The other day we ran into an interesting customer issue. The customer had 4 identical drives on the system and had previously used Windows 7 Backup to create a system image of his system and boot partitions. He then ran into a problem where Windows was no longer bootable and he needed to restore from an image. We had him boot into Windows Recovery Environment (WinRE) using his system repair disc (the original Win7 media could also have been used).
Once in WinRE, we chose System Image Recovery and let it select the latest available system image which had been backed up to his F: drive on one of the hard disks. To be thorough, we then chose the option to "Format and repartition disks" and then clicked on the "Exclude disks…" option. This is where things became interesting as we were presented with the following possible disks to exclude:
ST3500418AS (Disk 0) 465.76 GB
ST3500418AS (Disk 1) 465.76 GB
ST3500418AS (Disk 2) 465.76 GB
Disk 3 was already excluded as it contained the system image to be restored. As the customer wanted to restore the image to the same drive that previously had Windows on it, he wanted to know which disk he should select to repartition and format. He did not want to touch his other 2 drives as they had a bunch of data on it. Based on KB937251 (https://support.microsoft.com/?kbid=937251), we knew that we could not trust Disk 0 being the same disk that previously had Windows on it and was connected to SATA 0 on the motherboard. Thus, we needed a workaround to ensure that we did not format and repartition the wrong disk.
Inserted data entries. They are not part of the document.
use crate::cli::{parse_secret_name, CliContext};
use crate::store::file::FileStore;
use crate::store::logged::Logged;
use crate::store::{Deadline, Resource, ResourceStore};
use anyhow::{anyhow, Context, Result};
use clap::Args;
use comfy_table::{presets::UTF8_FULL, Attribute, Cell, Table};

#[derive(Args, Debug)]
pub struct DescribeArgs {
    /// Secret name
    #[arg(value_parser = parse_secret_name)]
    pub name: String,
}

pub fn run(ctx: &CliContext, args: DescribeArgs) -> Result<()> {
    let store = Logged::new(FileStore::new(ctx.paths.clone()));
    let resource = store
        .get(&ctx.namespace, &args.name, Deadline::after(ctx.timeout))
        .with_context(|| format!("lookup secret '{}/{}'", ctx.namespace, args.name))?
        .ok_or_else(|| {
            anyhow!(
                "secret '{}' not found in '{}' namespace ({})",
                args.name,
                ctx.namespace,
                ctx.paths
            )
        })?;

    print!("{}", render(&resource));
    Ok(())
}

/// Metadata lines plus a table of payload keys and sizes. Values are never shown.
fn render(resource: &Resource) -> String {
    let meta = &resource.metadata;
    let mut out = String::new();
    out.push_str(&format!("name: {}\n", meta.name));
    out.push_str(&format!("namespace: {}\n", meta.namespace));
    if let Some(uid) = &meta.uid {
        out.push_str(&format!("uid: {}\n", uid));
    }
    if let Some(version) = meta.resource_version {
        out.push_str(&format!("resource_version: {}\n", version));
    }
    if let Some(created) = meta.creation_timestamp {
        out.push_str(&format!("created_at: {}\n", created.to_rfc3339()));
    }
    if !meta.labels.is_empty() {
        let labels: Vec<String> = meta
            .labels
            .iter()
            .map(|(k, v)| format!("{}={}", k, v))
            .collect();
        out.push_str(&format!("labels: {}\n", labels.join(",")));
    }

    if resource.data.is_empty() {
        out.push_str("data: (empty)\n");
        return out;
    }

    let mut table = Table::new();
    table.load_preset(UTF8_FULL);
    table.set_header(vec![
        Cell::new("Key").add_attribute(Attribute::Bold),
        Cell::new("Size").add_attribute(Attribute::Bold),
    ]);
    for (key, value) in &resource.data {
        table.add_row(vec![key.clone(), format!("{} B", value.len())]);
    }
    out.push_str(&format!("{}\n", table));
    out
}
The solution was to use Diskpart.exe while still in the WinRE to dump out the details of each disk to find the one we wanted to use. We used SHIFT+F10 to open a command window, ran Diskpart.exe and followed the steps below:
Microsoft DiskPart version 6.1.7600
Copyright (C) 1999-2008 Microsoft Corporation.
On computer: MININT-CM30U4CDISKPART> LIST DISK
Disk ### Status Size Free Dyn Gpt
-------- ------------- ------- ------- --- ---
Disk 0 Online 465 GB 0 B
Disk 1 Online 465 GB 1024 KB
Disk 2 Online 465 GB 1024 KB
Disk 3 Online 465 GB 1024 KBDISKPART> SELECT DISK 0
Disk 0 is now the selected disk.
DISKPART> DETAIL DISK
Disk ID: 27A4D86D
Type : SATA
Status : Online
Path : 0
Target : 0
LUN ID : 0
Location Path : PCIROOT(0)#PCI(1F02)#ATA(C00T00L00)
Current Read-only State : No
Read-only : No
Boot Disk : No
Pagefile Disk : No
Hibernation File Disk : No
Crashdump Disk : No
Clustered Disk : NoVolume ### Ltr Label Fs Type Size Status Info
---------- --- ----------- ----- ---------- ------- --------- --------
Volume 1 C System Rese NTFS Partition 100 MB Healthy
Volume 2 G OS NTFS Partition 465 GB Healthy
Using the DETAIL DISK command in Diskpart.exe we were able to see the volume label as well as partition information which allowed us to choose the correct disk to format and repartition before restoring our image.